Protist community analysis inferred from a metabarcoding data set comparing a high bloom-intensity site (H-BS) with a nearby non-bloom site (N-BS): species richness, calculated by consolidating amplicon sequence variants (ASVs) at the species taxonomic level (A); the relative abundances of protist communities classified into higher taxonomic ranks (B); and the relative abundances of representative taxa (Dinoflagellates, Syndiniales, Diatoms, and Ciliates) (C) for each group in (B).
Metazoan communities of the bloom and adjacent waters
A total of 14 metazoan taxa, along with the meso-sized dinoflagellate N. scintillans, were observed through microscopic examination in the surveyed region (Table 2). All species were detected at H-BS, while only five species were found at N-BS. Notably, the relative abundances of the Cladoceran species Evadne tergestina, the copepods Acartia ohtsukai and Tortanus forcipatus, and the Chaetognathan Sagitta crassa were significantly higher at H-BS compared to N-BS. Overall, the total abundance of metazoans was higher at H-BS, where the M. polykrikoides bloom occurred.
DISCUSSION
Environmental characteristics of the waters
The environmental parameters during the M. polykrikoides bloom highlight several key factors that may have played a role in promoting the bloom’s intensity. First, the observed sea surface temperature of 23°C and salinity of around 32 psu aligns with previous studies that identified the maximum growth ranges of M. polykrikoides (Supplementary Table S2). While the temperature and salinity ranges for bloom occurrences in the southern coastal waters of Korea tend to be broader, they generally focus around 25°C and the low 30s psu range, respectively (Supplementary Table S3).

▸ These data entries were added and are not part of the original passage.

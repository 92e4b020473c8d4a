use std::sync::Arc;

use axum::{
    Form, Router,
    body::Body,
    extract::{DefaultBodyLimit, Path, State},
    http::{
        HeaderValue, StatusCode,
        header::{CACHE_CONTROL, CONTENT_LENGTH, CONTENT_TYPE},
    },
    middleware,
    response::{IntoResponse, Redirect, Response},
    routing::{get, post},
};
use axum_extra::extract::Multipart;
use bytes::Bytes;
use tracing::error;

use crate::{
    application::{
        chrome::ChromeService,
        error::HttpError,
        feed::FeedService,
        follow::FollowService,
        posts::{FormErrors, PostError, PostForm, PostService},
        repos::{BlobStore, BlobStoreError},
        viewer::{Viewer, ViewerService},
    },
    cache::{PageCacheState, page_cache_layer},
    domain::{entities::PostRecord, types::PostId},
    presentation::views::{
        AboutAuthorTemplate, AboutTechTemplate, CommentFormView, FeedView, GroupTemplate,
        GroupView, IndexTemplate, IndexView, LayoutContext, PostDetailTemplate, PostDetailView,
        PostFormTemplate, PostFormView, ProfileTemplate, ProfileView, render_template_response,
    },
};

use super::{
    forms::{CommentSubmission, PageQuery, read_post_form},
    middleware::{
        log_responses, reject_cross_origin_posts, reject_cross_origin_requests,
        render_error_pages, resolve_viewer, set_request_context,
    },
    viewer::{AuthPolicy, CurrentViewer, RequireViewer},
};

#[derive(Clone)]
pub struct HttpState {
    pub feed: Arc<FeedService>,
    pub follows: Arc<FollowService>,
    pub posts: Arc<PostService>,
    pub viewers: Arc<ViewerService>,
    pub chrome: Arc<ChromeService>,
    pub blobs: Arc<dyn BlobStore>,
    pub cache: Option<PageCacheState>,
    pub auth: AuthPolicy,
    pub upload_limit_bytes: usize,
}

pub fn build_router(state: HttpState) -> Router {
    // Only the home listing is page-cached.
    let home = Router::new().route("/", get(index));
    let home = match state.cache.clone() {
        Some(cache_state) => home.route_layer(middleware::from_fn_with_state(
            cache_state,
            page_cache_layer,
        )),
        None => home,
    };

    // Follow edges change on GET too, so these routes check origin for every method.
    let follow_edges = Router::new()
        .route(
            "/profile/{username}/follow/",
            get(profile_follow).post(profile_follow),
        )
        .route(
            "/profile/{username}/unfollow/",
            get(profile_unfollow).post(profile_unfollow),
        )
        .route_layer(middleware::from_fn_with_state(
            state.clone(),
            reject_cross_origin_requests,
        ));

    Router::new()
        .route("/group/{slug}/", get(group_posts))
        .route("/profile/{username}/", get(profile))
        .route("/posts/{id}/", get(post_detail))
        .route("/posts/{id}/edit/", get(post_edit_form).post(post_edit))
        .route("/posts/{id}/comment/", post(add_comment))
        .route("/create/", get(post_create_form).post(post_create))
        .route("/follow/", get(follow_index))
        .route("/about/author/", get(about_author))
        .route("/about/tech/", get(about_tech))
        .route("/media/{*path}", get(serve_media))
        .merge(follow_edges)
        .merge(home)
        .fallback(not_found)
        .layer(DefaultBodyLimit::max(state.upload_limit_bytes))
        .layer(middleware::from_fn_with_state(
            state.clone(),
            reject_cross_origin_posts,
        ))
        .layer(middleware::from_fn_with_state(state.clone(), resolve_viewer))
        .layer(middleware::from_fn_with_state(
            state.clone(),
            render_error_pages,
        ))
        .layer(middleware::from_fn(log_responses))
        .layer(middleware::from_fn(set_request_context))
        .with_state(state)
}

fn parse_post_id(raw: &str) -> Result<PostId, HttpError> {
    raw.parse::<i64>().map(PostId).map_err(|_| {
        HttpError::new(
            "infra::http::public::parse_post_id",
            StatusCode::NOT_FOUND,
            "Page not found",
            format!("`{raw}` is not a post id"),
        )
    })
}

fn profile_location(username: &str) -> String {
    format!("/profile/{username}/")
}

fn post_location(id: PostId) -> String {
    format!("/posts/{id}/")
}

async fn index(
    State(state): State<HttpState>,
    CurrentViewer(viewer): CurrentViewer,
    query: PageQuery,
) -> Result<Response, HttpError> {
    let page = state.feed.home(query.page.as_deref()).await?;
    let content = IndexView {
        heading: "Latest updates on the site",
        active_tab: "index",
        feed: FeedView::from_page(&page),
    };
    let view = LayoutContext::new(state.chrome.load(viewer.as_ref()), content);
    Ok(render_template_response(IndexTemplate { view }, StatusCode::OK))
}

async fn follow_index(
    State(state): State<HttpState>,
    RequireViewer(viewer): RequireViewer,
    query: PageQuery,
) -> Result<Response, HttpError> {
    let page = state
        .feed
        .followed(Some(&viewer), query.page.as_deref())
        .await?;
    let content = IndexView {
        heading: "Posts by authors you follow",
        active_tab: "follow",
        feed: FeedView::from_page(&page),
    };
    let view = LayoutContext::new(state.chrome.load(Some(&viewer)), content);
    Ok(render_template_response(IndexTemplate { view }, StatusCode::OK))
}

async fn group_posts(
    State(state): State<HttpState>,
    CurrentViewer(viewer): CurrentViewer,
    Path(slug): Path<String>,
    query: PageQuery,
) -> Result<Response, HttpError> {
    let feed = state.feed.group(&slug, query.page.as_deref()).await?;
    let view = LayoutContext::new(
        state.chrome.load(viewer.as_ref()),
        GroupView::from_feed(&feed),
    );
    Ok(render_template_response(GroupTemplate { view }, StatusCode::OK))
}

async fn profile(
    State(state): State<HttpState>,
    CurrentViewer(viewer): CurrentViewer,
    Path(username): Path<String>,
    query: PageQuery,
) -> Result<Response, HttpError> {
    let feed = state
        .feed
        .profile(&username, viewer.as_ref(), query.page.as_deref())
        .await?;
    let content = ProfileView::from_feed(&feed, viewer.as_ref().map(|v| v.username.as_str()));
    let view = LayoutContext::new(state.chrome.load(viewer.as_ref()), content);
    Ok(render_template_response(ProfileTemplate { view }, StatusCode::OK))
}

async fn profile_follow(
    State(state): State<HttpState>,
    RequireViewer(viewer): RequireViewer,
    Path(username): Path<String>,
) -> Result<Redirect, HttpError> {
    let (author, _) = state.follows.follow(&viewer, &username).await?;
    Ok(Redirect::to(&profile_location(&author.username)))
}

async fn profile_unfollow(
    State(state): State<HttpState>,
    RequireViewer(viewer): RequireViewer,
    Path(username): Path<String>,
) -> Result<Redirect, HttpError> {
    let (author, _) = state.follows.unfollow(&viewer, &username).await?;
    Ok(Redirect::to(&profile_location(&author.username)))
}

async fn post_detail(
    State(state): State<HttpState>,
    CurrentViewer(viewer): CurrentViewer,
    Path(id): Path<String>,
) -> Result<Response, HttpError> {
    let id = parse_post_id(&id)?;
    render_post_detail(
        &state,
        viewer.as_ref(),
        id,
        CommentFormView::default(),
        StatusCode::OK,
    )
    .await
}

async fn render_post_detail(
    state: &HttpState,
    viewer: Option<&Viewer>,
    id: PostId,
    comment_form: CommentFormView,
    status: StatusCode,
) -> Result<Response, HttpError> {
    let detail = state.feed.post_detail(id).await?;
    let content = PostDetailView::from_detail(
        &detail,
        viewer.map(|viewer| viewer.username.as_str()),
        comment_form,
    );
    let view = LayoutContext::new(state.chrome.load(viewer), content);
    Ok(render_template_response(PostDetailTemplate { view }, status))
}

async fn add_comment(
    State(state): State<HttpState>,
    RequireViewer(viewer): RequireViewer,
    Path(id): Path<String>,
    Form(submission): Form<CommentSubmission>,
) -> Result<Response, HttpError> {
    let id = parse_post_id(&id)?;
    match state.posts.comment(&viewer, id, &submission.text).await {
        Ok(_) => Ok(Redirect::to(&post_location(id)).into_response()),
        Err(PostError::Invalid(errors)) => {
            let form = CommentFormView {
                text: submission.text,
                errors: errors.text,
            };
            render_post_detail(&state, Some(&viewer), id, form, StatusCode::BAD_REQUEST).await
        }
        Err(err) => Err(err.into()),
    }
}

async fn post_create_form(
    State(state): State<HttpState>,
    RequireViewer(viewer): RequireViewer,
) -> Result<Response, HttpError> {
    render_post_form(&state, &viewer, None, &PostForm::default(), FormErrors::default()).await
}

async fn post_create(
    State(state): State<HttpState>,
    RequireViewer(viewer): RequireViewer,
    multipart: Multipart,
) -> Result<Response, HttpError> {
    let form = read_submitted_form(multipart).await?;
    match state.posts.create(&viewer, &form).await {
        Ok(_) => Ok(Redirect::to(&profile_location(&viewer.username)).into_response()),
        Err(PostError::Invalid(errors)) => {
            render_post_form(&state, &viewer, None, &form, errors).await
        }
        Err(err) => Err(err.into()),
    }
}

async fn post_edit_form(
    State(state): State<HttpState>,
    RequireViewer(viewer): RequireViewer,
    Path(id): Path<String>,
) -> Result<Response, HttpError> {
    let id = parse_post_id(&id)?;
    let post = state.posts.editable(&viewer, id).await?;
    let form = PostForm {
        text: post.text.clone(),
        group: post
            .group
            .as_ref()
            .map(|group| group.id.to_string())
            .unwrap_or_default(),
        image: None,
    };
    render_post_form(&state, &viewer, Some(&post), &form, FormErrors::default()).await
}

async fn post_edit(
    State(state): State<HttpState>,
    RequireViewer(viewer): RequireViewer,
    Path(id): Path<String>,
    multipart: Multipart,
) -> Result<Response, HttpError> {
    let id = parse_post_id(&id)?;
    let form = read_submitted_form(multipart).await?;
    match state.posts.edit(&viewer, id, &form).await {
        Ok(post) => Ok(Redirect::to(&post_location(post.id)).into_response()),
        Err(PostError::Invalid(errors)) => {
            let post = state.posts.editable(&viewer, id).await?;
            render_post_form(&state, &viewer, Some(&post), &form, errors).await
        }
        Err(err) => Err(err.into()),
    }
}

async fn read_submitted_form(multipart: Multipart) -> Result<PostForm, HttpError> {
    read_post_form(multipart).await.map_err(|detail| {
        HttpError::new(
            "infra::http::public::read_submitted_form",
            StatusCode::BAD_REQUEST,
            "Request could not be processed",
            detail,
        )
    })
}

/// Render the create or edit form. Re-rendered forms carry their errors and
/// answer with 400.
async fn render_post_form(
    state: &HttpState,
    viewer: &Viewer,
    editing: Option<&PostRecord>,
    form: &PostForm,
    errors: FormErrors,
) -> Result<Response, HttpError> {
    let groups = state.posts.group_choices().await?;
    let action = match editing {
        Some(post) => format!("/posts/{}/edit/", post.id),
        None => "/create/".to_string(),
    };
    let status = if errors.is_empty() {
        StatusCode::OK
    } else {
        StatusCode::BAD_REQUEST
    };

    let content = PostFormView::new(
        action,
        editing.is_some(),
        form.text.clone(),
        &form.group,
        &groups,
    )
    .with_current_image(editing.and_then(|post| post.image.as_deref()))
    .with_errors(errors);
    let view = LayoutContext::new(state.chrome.load(Some(viewer)), content);
    Ok(render_template_response(PostFormTemplate { view }, status))
}

async fn about_author(
    State(state): State<HttpState>,
    CurrentViewer(viewer): CurrentViewer,
) -> Response {
    let view = LayoutContext::new(state.chrome.load(viewer.as_ref()), ());
    render_template_response(AboutAuthorTemplate { view }, StatusCode::OK)
}

async fn about_tech(
    State(state): State<HttpState>,
    CurrentViewer(viewer): CurrentViewer,
) -> Response {
    let view = LayoutContext::new(state.chrome.load(viewer.as_ref()), ());
    render_template_response(AboutTechTemplate { view }, StatusCode::OK)
}

async fn serve_media(State(state): State<HttpState>, Path(path): Path<String>) -> Response {
    const SOURCE: &str = "infra::http::public::serve_media";

    match state.blobs.read(&path).await {
        Ok(bytes) => build_media_response(&path, bytes),
        Err(BlobStoreError::InvalidPath | BlobStoreError::NotFound) => HttpError::new(
            SOURCE,
            StatusCode::NOT_FOUND,
            "Page not found",
            "The requested media file is not available",
        )
        .into_response(),
        Err(err) => {
            error!(
                target = "yatube::http::media",
                path = %path,
                error = %err,
                "failed to read stored media"
            );
            HttpError::from_error(
                SOURCE,
                StatusCode::INTERNAL_SERVER_ERROR,
                "Internal server error",
                &err,
            )
            .into_response()
        }
    }
}

fn build_media_response(path: &str, bytes: Bytes) -> Response {
    let length = bytes.len();
    let mut response = Response::new(Body::from(bytes));
    *response.status_mut() = StatusCode::OK;

    let headers = response.headers_mut();
    let mime = mime_guess::from_path(path).first_or_octet_stream();
    if let Ok(value) = HeaderValue::from_str(mime.as_ref()) {
        headers.insert(CONTENT_TYPE, value);
    }
    if let Ok(value) = HeaderValue::from_str(&length.to_string()) {
        headers.insert(CONTENT_LENGTH, value);
    }
    headers.insert(
        CACHE_CONTROL,
        HeaderValue::from_static("public, max-age=31536000, immutable"),
    );

    response
}

async fn not_found() -> HttpError {
    HttpError::new(
        "infra::http::public::not_found",
        StatusCode::NOT_FOUND,
        "Page not found",
        "no route matched the request path",
    )
}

While this study did not measure nutrient concentrations before the red tide event, presenting limitations in interpreting nutrient availability, rainfall occurring before and during the survey likely facilitated nutrient influx from terrestrial runoff. Indeed, the concentrations of nitrate and phosphate measured on the survey day exceed the half-saturation constant (Ks) values for M. polykrikoides (Ks = 2.10 and 0.57 μM, respectively) reported by Kim et al. (2001). This suggests, albeit indirectly, that the nutrient availability may have partially supported the bloom development process (Gobler et al. 2012, Al-Azri et al. 2014). Furthermore, assuming the two surveyed stations are within the same water mass, the elevated ammonium concentrations at the H-BS station are likely driven by secondary processes, including the decomposition of organic matter resulting from the bloom (Lim et al. 2021).
Another significant observation was the area’s wind speeds. Before the bloom, the wind speed remained moderate at 6–9 m s−1, providing stable conditions conducive to the accumulation of surface waters and nutrients. However, as wind speeds increased to 11–16 m s−1 following the peak of the bloom, it is possible that enhanced mixing and turbulent water conditions may have contributed to the subsequent decline in bloom density. Previous studies, such as Lim et al. (2015a), suggest that maximum wind speeds exceeding 14 m s−1 could disrupt HABs by promoting vertical mixing and the dispersal of bloom-forming species.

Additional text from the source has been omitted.